I strongly agree that dynamic transactions are important. Funnily enough we 
were considering proposing the other extreme, and drop all the static modes in 
favor of dynamic. This is not only about being able to transport server-service 
code to the client, but more in general about supporting modes of operation 
where the complete set of objects you'll use in a transaction is dependent upon 
things you'll only find out as you process the transaction; this includes the 
particular case where your application will make decisions based on data on the 
same database, so there is no way to plan ahead short of locking the whole 
thing. 


>> 1) Treat Dynamic transactions as "lock everything".
>>
>> This is not consistent with the spec behavior. Locking everything is the 
>> static global scope.
>>
>> I don't understand what you're trying to say in the second sentence.  And I 
>> don't understand how this is inconsistent with spec behavior--it's simply 
>> more conservative.

Of my main concerns around being overly conservative, and with the static 
locking model in general, is its impact on concurrency. While the client 
scenarios of IndexedDB don't have the same pressure for concurrency as server 
databases, things like synchronization and other background processing tasks do 
need a based level of concurrency to operate in a user-friendly way. 


>> 2) Implement MVCC so that dynamic transactions can operate on 
>> a consistent view of data.  (At times, we'll know a transaction is doomed 
>> long before commit, but we'll need to let it keep running since only 
>> .commit() can raise the proper error.)
>>
>> MVCC is not required for dynamic transactions. MVCC is only required to open 
>> a database in the DETACHED_READ mode.
>>
>> Since locks are acquired in the order in which they are requested, a failure 
>> could occur when an object store is being opened, but it is locked by 
>> another transaction. One doesn't have to wait until commit is invoked.
>>
>> Am I missing something here?
>>
>> If we really expect UAs to implement MVCC (or something else along those 
>> lines), I would expect other more advanced transaction concepts to be 
>> exposed. 
>>
>> What precisely are you referring to? Why are these other more advanced 
>> transaction concepts required?
>>
>>
>> If we expect most v1 implementations to just use objectStore locks and thus 
>>use option 1, then is there any reason to include Dynamic transactions?
>>
>> Why do you conclude that most implementations just use object store locks?

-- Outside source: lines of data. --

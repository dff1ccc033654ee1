//! Speech-to-text collaborator.
//!
//! [`Transcriber`] is the narrow interface the task core drives: one
//! network-bound `transcribe` pass over the encoded audio, plus an optional
//! `repair` pass that rewrites the raw transcript using a context hint.
//! Both must honor the task's cancellation token.

pub mod openai;

use async_trait::async_trait;
use thiserror::Error;
use tokio_util::sync::CancellationToken;

pub use openai::OpenAiTranscriber;

// ---------------------------------------------------------------------------
// SttError
// ---------------------------------------------------------------------------

/// Errors from the transcription service.
#[derive(Debug, Error)]
pub enum SttError {
    /// HTTP transport or connection error.
    #[error("transcription request failed: {0}")]
    Request(String),

    /// The request did not complete within the client timeout.
    #[error("transcription request timed out")]
    Timeout,

    /// The response could not be parsed as expected JSON.
    #[error("failed to parse transcription response: {0}")]
    Parse(String),

    /// The service returned no usable text.
    #[error("transcription service returned an empty response")]
    EmptyResponse,

    /// The call was cancelled through the task's cancellation token.
    #[error("transcription cancelled")]
    Cancelled,

    /// No API key in the environment or the config file.
    #[error("OpenAI API key is not set")]
    MissingApiKey,
}

impl From<reqwest::Error> for SttError {
    fn from(e: reqwest::Error) -> Self {
        if e.is_timeout() {
            SttError::Timeout
        } else {
            SttError::Request(e.to_string())
        }
    }
}

// ---------------------------------------------------------------------------
// Transcriber trait
// ---------------------------------------------------------------------------

/// Two-pass transcription service.
///
/// Implementors must be `Send + Sync` so they can be shared as
/// `Arc<dyn Transcriber>` between tasks.
#[async_trait]
pub trait Transcriber: Send + Sync {
    /// First pass: raw transcript of the encoded audio.
    async fn transcribe(
        &self,
        cancel: CancellationToken,
        audio: &[u8],
    ) -> Result<String, SttError>;

    /// Second pass: rewrite `raw` using `hint`.  Failure is non-fatal for
    /// the caller, which falls back to the raw transcript.
    async fn repair(
        &self,
        cancel: CancellationToken,
        raw: &str,
        hint: &str,
    ) -> Result<String, SttError>;
}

We were actually favoring use of the dynamic pattern. Note that other than the 
failure mode (which is a separate discussion we should have), you can do 
dynamic using regular locks instead of versioning if you follow the two-phase 
protocol[1]; that still results in a serializable schedule, although not with 
point-in-time consistency.


More in general, I'm a bit worried about the number of options around 
transactions. I understand the goal of creating an "error free" model where 
once you succeed at starting a transaction you know you won't fail due to 
concurrency work, but in the process we seem to be introducing a fair number of 
new concepts, which may be equally challenging for folks. Would it be worth it 
considering resetting this to a more traditional approach were you only have 
more or less the equivalent to dynamic (in that you don't say anything ahead, 
but you're still guaranteed a serializable schedule)? The downside is trickier 
failure modes when conflicting changes happen concurrently, but arguably there 
should be a lot less of that in a client application.